Arctic terns in Ny Alesund, Svalbard

This weekend, bird and nature-lovers around the world will be marking “World Migratory Bird Day“. This is a relatively new annual event in the global calendar of “special days”. It has only been celebrated since 2006. You may well be sceptical about the value of yet another day of “xyz”, quite simply because of the sheer number of them. This one was the brainchild of, amongst others, Bert Lenten, who is currently deputy-head of CMS, the Convention on Migratory Species. I have interviewed him on bird-related issues a few times in recent years. CMS, which is part of UNEP, has its headquarters here in Bonn, close to my Deutsche Welle office. The CMS agreement is also known as the Bonn Convention.

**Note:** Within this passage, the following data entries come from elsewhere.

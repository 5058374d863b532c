// Generic struct/enum instantiation: argument binding, substitution
// through fields and methods, and instance equality.

use asthra_ast::PrimitiveType;
use asthra_diagnostics::{error_codes, Severity};
use asthra_sema::{analyze_source, AnalyzedProgram, AnalyzerOptions, TypeKind};

fn analyze(source: &str) -> AnalyzedProgram {
    let _ = env_logger::builder().is_test(true).try_init();
    analyze_source(source, "generics.asthra", AnalyzerOptions::default()).expect("pipeline failure")
}

fn has_error(analyzed: &AnalyzedProgram, code: u16) -> bool {
    analyzed
        .diagnostics
        .iter()
        .any(|d| d.code == code && d.severity == Severity::Error)
}

#[test]
fn field_types_substitute_through_instances() {
    let source = r#"
        pub struct Pair<T> { first: T, second: T }
        pub fn f(p: Pair<i32>) -> i32 {
            let a: i32 = p.first;
            return a;
        }
    "#;
    let analyzed = analyze(source);
    assert!(analyzed.success(), "{:#?}", analyzed.diagnostics);
}

#[test]
fn wrong_field_type_through_instance_is_rejected() {
    let source = r#"
        pub struct Pair<T> { first: T, second: T }
        pub fn f(p: Pair<string>) -> i32 {
            let a: i32 = p.first;
            return a;
        }
    "#;
    let analyzed = analyze(source);
    assert!(has_error(&analyzed, error_codes::TYPE_MISMATCH));
}

#[test]
fn type_argument_count_is_checked() {
    let source = r#"
        pub struct Pair<T> { first: T, second: T }
        pub fn f(none) -> void {
            let p: Pair<i32, i32> = Pair<i32, i32> { first: 1, second: 2 };
            return ();
        }
    "#;
    let analyzed = analyze(source);
    assert!(has_error(&analyzed, error_codes::TYPE_MISMATCH));
}

#[test]
fn bare_generic_name_needs_arguments() {
    let source = r#"
        pub struct Pair<T> { first: T, second: T }
        pub fn f(p: Pair) -> void { return (); }
    "#;
    let analyzed = analyze(source);
    assert!(has_error(&analyzed, error_codes::TYPE_MISMATCH));
}

#[test]
fn instances_with_equal_arguments_are_one_descriptor() {
    let source = r#"
        pub struct Holder<T> { value: T }
        pub fn f(a: Holder<i32>, b: Holder<i32>) -> void {
            let c: Holder<i32> = a;
            let d: Holder<i32> = b;
            return ();
        }
    "#;
    let analyzed = analyze(source);
    assert!(analyzed.success(), "{:#?}", analyzed.diagnostics);
}

#[test]
fn generic_enum_needs_context_for_construction() {
    let source = r#"
        pub enum Wrap<T> { Empty, Full(T) }
        pub fn f(none) -> void {
            let w: Wrap<i32> = Wrap.Full(3);
            return ();
        }
    "#;
    let analyzed = analyze(source);
    assert!(analyzed.success(), "{:#?}", analyzed.diagnostics);

    // Without an annotated target the arguments cannot be inferred
    let source = r#"
        pub enum Wrap<T> { Empty, Full(T) }
        pub fn g(w: Wrap<i32>) -> void { return (); }
        pub fn f(none) -> void {
            g(Wrap.Full(3));
            return ();
        }
    "#;
    let analyzed = analyze(source);
    assert!(analyzed.success(), "{:#?}", analyzed.diagnostics);
}

#[test]
fn generic_enum_patterns_substitute_payloads() {
    let source = r#"
        pub enum Wrap<T> { Empty, Full(T) }
        pub fn f(w: Wrap<i32>) -> i32 {
            match w {
                Wrap.Full(v) => v,
                Wrap.Empty => 0
            }
            return 0;
        }
    "#;
    let analyzed = analyze(source);
    assert!(analyzed.success(), "{:#?}", analyzed.diagnostics);
}

#[test]
fn struct_pattern_type_args_must_match_instance() {
    let source = r#"
        pub struct Pair<T> { first: T, second: T }
        pub fn f(p: Pair<i32>) -> i32 {
            match p {
                Pair<string> { first: a, .. } => 0,
                _ => 1
            }
            return 0;
        }
    "#;
    let analyzed = analyze(source);
    assert!(has_error(&analyzed, error_codes::INVALID_PATTERN));
}

#[test]
fn methods_resolve_on_instances_of_generic_structs() {
    let source = r#"
        pub struct Stack<T> { items: []T }
        impl Stack {
            pub fn depth(self) -> usize { return 0; }
        }
        pub fn f(s: Stack<f64>) -> usize {
            let d: usize = s.depth();
            return d;
        }
    "#;
    let analyzed = analyze(source);
    assert!(analyzed.success(), "{:#?}", analyzed.diagnostics);
}

#[test]
fn task_handles_carry_their_result_type() {
    let source = r#"
        pub fn compute(none) -> f64 { return 1.0; }
        pub fn f(none) -> f64 {
            spawn_with_handle h = compute(none);
            let out: f64 = await h;
            return out;
        }
    "#;
    let analyzed = analyze(source);
    assert!(analyzed.success(), "{:#?}", analyzed.diagnostics);

    // The handle's NodeId-typed uses are TaskHandle<f64>
    let found = analyzed.expr_types.values().any(|&ty| {
        matches!(
            analyzed.types.kind(ty),
            TypeKind::TaskHandle { result }
                if analyzed.types.is_primitive(*result, PrimitiveType::F64)
        )
    });
    assert!(found, "expected a TaskHandle<f64> in the typed AST");
}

When I talked to Bert this week, he told me the idea of having a World Migratory Bird Day came up when bird flu first hit Europe in 2005. There was such a lot of panic and so many negative reactions to migratory birds, wrongly suspected of being a main cause of the outbreak, that Bert and some colleagues had the idea of reminding people once a year that birds are actually something positive.

At Zackenberg, Greenland

Tern chasing off ice blogger, Svalbard!

Migratory birds, from large albatrosses, storks or geese to smaller terns, swallows or tiny sanderlings cover huge distances between their winter quarters and their breeding grounds every year. The Arctic is home to thousands of them every summer, when they fly up to breed. The Arctic tern is actually thought to hold the record for long-distance migration, flying between the Antarctic and the Arctic. I remember being attacked several times on Svalbard in spring when I advertently got too close to some of their nesting sites. No harm done, I hasten to add. I enjoyed watching their antics.

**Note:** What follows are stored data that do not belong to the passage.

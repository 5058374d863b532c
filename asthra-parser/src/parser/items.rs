// Top-level declaration parsing: imports, functions, structs, enums,
// impl blocks and extern blocks.

use super::Parser;
use crate::ParseError;
use asthra_ast::*;
use asthra_diagnostics::error_codes;
use asthra_lexer::Token;

impl<'a> Parser<'a> {
    pub(crate) fn parse_import(&mut self) -> Result<Import, ParseError> {
        let start = self.current_start();
        self.consume(&Token::Import, "Expected 'import'")?;

        let path = match self.peek() {
            Token::StringLiteral(path) => {
                let path = path.clone();
                self.advance();
                path
            }
            _ => {
                return Err(self.error(
                    error_codes::MISSING_TOKEN,
                    "Expected import path string after 'import'",
                ))
            }
        };

        let alias = if self.match_token(&Token::As) {
            Some(self.consume_identifier("a module alias")?)
        } else {
            None
        };

        self.consume(&Token::Semicolon, "Expected ';' after import")?;

        Ok(Import {
            path,
            alias,
            span: start..self.prev_end(),
        })
    }

    pub(crate) fn parse_decl(&mut self) -> Result<Decl, ParseError> {
        let start = self.current_start();
        let annotations = self.parse_annotations()?;

        let visibility = if self.match_token(&Token::Pub) {
            Visibility::Public
        } else if self.match_token(&Token::Priv) {
            Visibility::Private
        } else {
            Visibility::Private
        };

        if self.check(&Token::Fn) {
            let function = self.parse_function(visibility, annotations, start)?;
            Ok(Decl::Function(function))
        } else if self.check(&Token::Struct) {
            Ok(Decl::Struct(self.parse_struct_decl(visibility, annotations, start)?))
        } else if self.check(&Token::Enum) {
            Ok(Decl::Enum(self.parse_enum_decl(visibility, annotations, start)?))
        } else if self.check(&Token::Impl) {
            Ok(Decl::Impl(self.parse_impl_block(start)?))
        } else if self.check(&Token::Extern) {
            Ok(Decl::Extern(self.parse_extern_block(start)?))
        } else {
            Err(self.error(
                error_codes::UNEXPECTED_TOKEN,
                "Expected top-level declaration (fn, struct, enum, impl, extern or import)",
            ))
        }
    }

    /// Annotation list: #[name] #[other] …
    pub(crate) fn parse_annotations(&mut self) -> Result<Vec<Annotation>, ParseError> {
        let mut annotations = Vec::new();
        while self.check(&Token::Hash) {
            let start = self.current_start();
            self.advance();
            self.consume(&Token::LBracket, "Expected '[' after '#'")?;
            let name = self.consume_identifier("an annotation name")?;
            self.consume(&Token::RBracket, "Expected ']' after annotation name")?;
            annotations.push(Annotation {
                name,
                span: start..self.prev_end(),
            });
        }
        Ok(annotations)
    }

    /// Ownership tags on lets and extern parameters:
    /// #[transfer_full] #[transfer_none] #[borrowed]
    pub(crate) fn parse_ownership_tags(&mut self) -> Result<Vec<OwnershipTag>, ParseError> {
        let mut tags = Vec::new();
        while self.check(&Token::Hash) {
            self.advance();
            self.consume(&Token::LBracket, "Expected '[' after '#'")?;
            let name = self.consume_identifier("an ownership tag")?;
            let tag = match name.as_str() {
                "transfer_full" => OwnershipTag::TransferFull,
                "transfer_none" => OwnershipTag::TransferNone,
                "borrowed" => OwnershipTag::Borrowed,
                other => {
                    return Err(self.error(
                        error_codes::UNEXPECTED_TOKEN,
                        &format!(
                            "unknown ownership tag `{}` (expected transfer_full, transfer_none or borrowed)",
                            other
                        ),
                    ))
                }
            };
            self.consume(&Token::RBracket, "Expected ']' after ownership tag")?;
            tags.push(tag);
        }
        Ok(tags)
    }

    pub(crate) fn parse_function(
        &mut self,
        visibility: Visibility,
        annotations: Vec<Annotation>,
        start: usize,
    ) -> Result<Function, ParseError> {
        self.consume(&Token::Fn, "Expected 'fn'")?;
        let name = self.consume_identifier("a function name")?;

        self.consume(&Token::LParen, "Expected '(' after function name")?;
        let params = self.parse_params()?;
        self.consume(&Token::RParen, "Expected ')' after parameters")?;

        self.consume(&Token::Arrow, "Expected '->' before return type")?;
        let return_type = self.parse_type()?;

        let body = self.parse_block()?;

        Ok(Function {
            visibility,
            annotations,
            name,
            params,
            return_type,
            body,
            span: start..self.prev_end(),
        })
    }

    /// Parameter list: `none` for empty, otherwise `name: T` pairs with no
    /// trailing comma. A bare `self` is only meaningful as a method
    /// receiver; the analyzer enforces placement.
    pub(crate) fn parse_params(&mut self) -> Result<Vec<Param>, ParseError> {
        if self.check(&Token::RParen) {
            return Err(self.error(
                error_codes::MISSING_TOKEN,
                "Empty parameter lists are written (none)",
            ));
        }

        // `none` marker
        if let Token::Ident(name) = self.peek() {
            if name == "none" && self.check_ahead(1, &Token::RParen) {
                self.advance();
                return Ok(Vec::new());
            }
        }

        let mut params = Vec::new();
        loop {
            let start = self.current_start();
            if self.match_token(&Token::SelfKw) {
                params.push(Param {
                    name: "self".to_string(),
                    ty: TypeExpr {
                        span: start..self.prev_end(),
                        kind: TypeExprKind::SelfType,
                    },
                    ownership: Vec::new(),
                    span: start..self.prev_end(),
                });
            } else {
                let name = self.consume_identifier("a parameter name")?;
                self.consume(&Token::Colon, "Expected ':' after parameter name")?;
                let ty = self.parse_type()?;
                let ownership = self.parse_ownership_tags()?;
                params.push(Param {
                    name,
                    ty,
                    ownership,
                    span: start..self.prev_end(),
                });
            }

            if !self.match_token(&Token::Comma) {
                break;
            }
            if self.check(&Token::RParen) {
                return Err(self.error(
                    error_codes::TRAILING_COMMA,
                    "Trailing comma is not allowed in parameter lists",
                ));
            }
        }

        Ok(params)
    }

    pub(crate) fn parse_struct_decl(
        &mut self,
        visibility: Visibility,
        annotations: Vec<Annotation>,
        start: usize,
    ) -> Result<StructDecl, ParseError> {
        self.consume(&Token::Struct, "Expected 'struct'")?;
        let name = self.consume_identifier("a struct name")?;
        let type_params = self.parse_type_params()?;

        self.consume(&Token::LBrace, "Expected '{' after struct name")?;

        let mut fields = Vec::new();
        while !self.check(&Token::RBrace) && !self.is_at_end() {
            let field_start = self.current_start();
            let field_name = self.consume_identifier("a field name")?;
            self.consume(&Token::Colon, "Expected ':' after field name")?;
            let ty = self.parse_type()?;
            fields.push(Field {
                name: field_name,
                ty,
                span: field_start..self.prev_end(),
            });

            if !self.match_token(&Token::Comma) {
                break;
            }
        }

        self.consume(&Token::RBrace, "Expected '}' after struct fields")?;
        self.known_types.insert(name.clone());

        Ok(StructDecl {
            visibility,
            annotations,
            name,
            type_params,
            fields,
            span: start..self.prev_end(),
        })
    }

    pub(crate) fn parse_enum_decl(
        &mut self,
        visibility: Visibility,
        annotations: Vec<Annotation>,
        start: usize,
    ) -> Result<EnumDecl, ParseError> {
        self.consume(&Token::Enum, "Expected 'enum'")?;
        let name = self.consume_identifier("an enum name")?;
        let type_params = self.parse_type_params()?;

        self.consume(&Token::LBrace, "Expected '{' after enum name")?;

        let mut variants = Vec::new();
        while !self.check(&Token::RBrace) && !self.is_at_end() {
            let variant_start = self.current_start();
            let variant_name = self.consume_identifier("a variant name")?;

            let payload = if self.match_token(&Token::LParen) {
                let mut types = Vec::new();
                loop {
                    types.push(self.parse_type()?);
                    if !self.match_token(&Token::Comma) {
                        break;
                    }
                }
                self.consume(&Token::RParen, "Expected ')' after variant payload")?;
                Some(VariantPayload::Tuple(types))
            } else if self.match_token(&Token::LBrace) {
                let mut payload_fields = Vec::new();
                while !self.check(&Token::RBrace) && !self.is_at_end() {
                    let field_start = self.current_start();
                    let field_name = self.consume_identifier("a field name")?;
                    self.consume(&Token::Colon, "Expected ':' after field name")?;
                    let ty = self.parse_type()?;
                    payload_fields.push(Field {
                        name: field_name,
                        ty,
                        span: field_start..self.prev_end(),
                    });
                    if !self.match_token(&Token::Comma) {
                        break;
                    }
                }
                self.consume(&Token::RBrace, "Expected '}' after variant fields")?;
                Some(VariantPayload::Struct(payload_fields))
            } else {
                None
            };

            variants.push(EnumVariant {
                name: variant_name,
                payload,
                span: variant_start..self.prev_end(),
            });

            if !self.match_token(&Token::Comma) {
                break;
            }
        }

        self.consume(&Token::RBrace, "Expected '}' after enum variants")?;
        self.known_types.insert(name.clone());
        self.known_enums.insert(name.clone());

        Ok(EnumDecl {
            visibility,
            annotations,
            name,
            type_params,
            variants,
            span: start..self.prev_end(),
        })
    }

    /// impl S { pub fn m(self, …) -> T { … } } — visibility is mandatory
    /// on every method.
    pub(crate) fn parse_impl_block(&mut self, start: usize) -> Result<ImplBlock, ParseError> {
        self.consume(&Token::Impl, "Expected 'impl'")?;
        let struct_name = self.consume_identifier("a struct name")?;
        self.consume(&Token::LBrace, "Expected '{' after impl target")?;

        let mut methods = Vec::new();
        while !self.check(&Token::RBrace) && !self.is_at_end() {
            let method_start = self.current_start();
            let annotations = self.parse_annotations()?;

            let visibility = if self.match_token(&Token::Pub) {
                Visibility::Public
            } else if self.match_token(&Token::Priv) {
                Visibility::Private
            } else {
                return Err(self.error(
                    error_codes::MISSING_TOKEN,
                    "Methods in impl blocks require an explicit visibility ('pub' or 'priv')",
                ));
            };

            methods.push(self.parse_function(visibility, annotations, method_start)?);
        }

        self.consume(&Token::RBrace, "Expected '}' after impl block")?;

        Ok(ImplBlock {
            struct_name,
            methods,
            span: start..self.prev_end(),
        })
    }

    pub(crate) fn parse_extern_block(&mut self, start: usize) -> Result<ExternBlock, ParseError> {
        self.consume(&Token::Extern, "Expected 'extern'")?;

        let abi = match self.peek() {
            Token::StringLiteral(abi) => {
                let abi = abi.clone();
                self.advance();
                abi
            }
            _ => {
                return Err(self.error(
                    error_codes::MISSING_TOKEN,
                    "Expected ABI string after 'extern' (e.g. extern \"C\")",
                ))
            }
        };

        self.consume(&Token::LBrace, "Expected '{' after extern ABI")?;

        let mut functions = Vec::new();
        while !self.check(&Token::RBrace) && !self.is_at_end() {
            let fn_start = self.current_start();
            let annotations = self.parse_annotations()?;
            self.consume(&Token::Fn, "Expected 'fn' in extern block")?;
            let name = self.consume_identifier("a function name")?;

            self.consume(&Token::LParen, "Expected '(' after function name")?;
            let params = self.parse_params()?;
            self.consume(&Token::RParen, "Expected ')' after parameters")?;

            self.consume(&Token::Arrow, "Expected '->' before return type")?;
            let return_type = self.parse_type()?;
            self.consume(&Token::Semicolon, "Expected ';' after extern declaration")?;

            functions.push(ExternFunction {
                name,
                annotations,
                params,
                return_type,
                span: fn_start..self.prev_end(),
            });
        }

        self.consume(&Token::RBrace, "Expected '}' after extern block")?;

        Ok(ExternBlock {
            abi,
            functions,
            span: start..self.prev_end(),
        })
    }

    /// Generic type parameters on struct/enum declarations: <T, U>
    pub(crate) fn parse_type_params(&mut self) -> Result<Vec<String>, ParseError> {
        if !self.match_token(&Token::Lt) {
            return Ok(Vec::new());
        }

        let mut params = Vec::new();
        loop {
            params.push(self.consume_identifier("a type parameter name")?);
            if !self.match_token(&Token::Comma) {
                break;
            }
        }

        self.expect_gt()?;
        Ok(params)
    }
}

Now, with climate change affecting the Arctic much more drastically than the rest of the world, birds are finding conditions very different from they used to be. Ferdinand Spina is head of Science at Italy’s National Institute for Wildlife Protection and Research ISPRA, in Bologna, Italy. He is also in charge of the Italian bird ringing centre, and currently also Chair of the Scientific Council of CMS. I talked to him last week and he stressed that climate change is becoming one of the greatest threats to migratory birds. The Arctic is one of the most obvious illustrations.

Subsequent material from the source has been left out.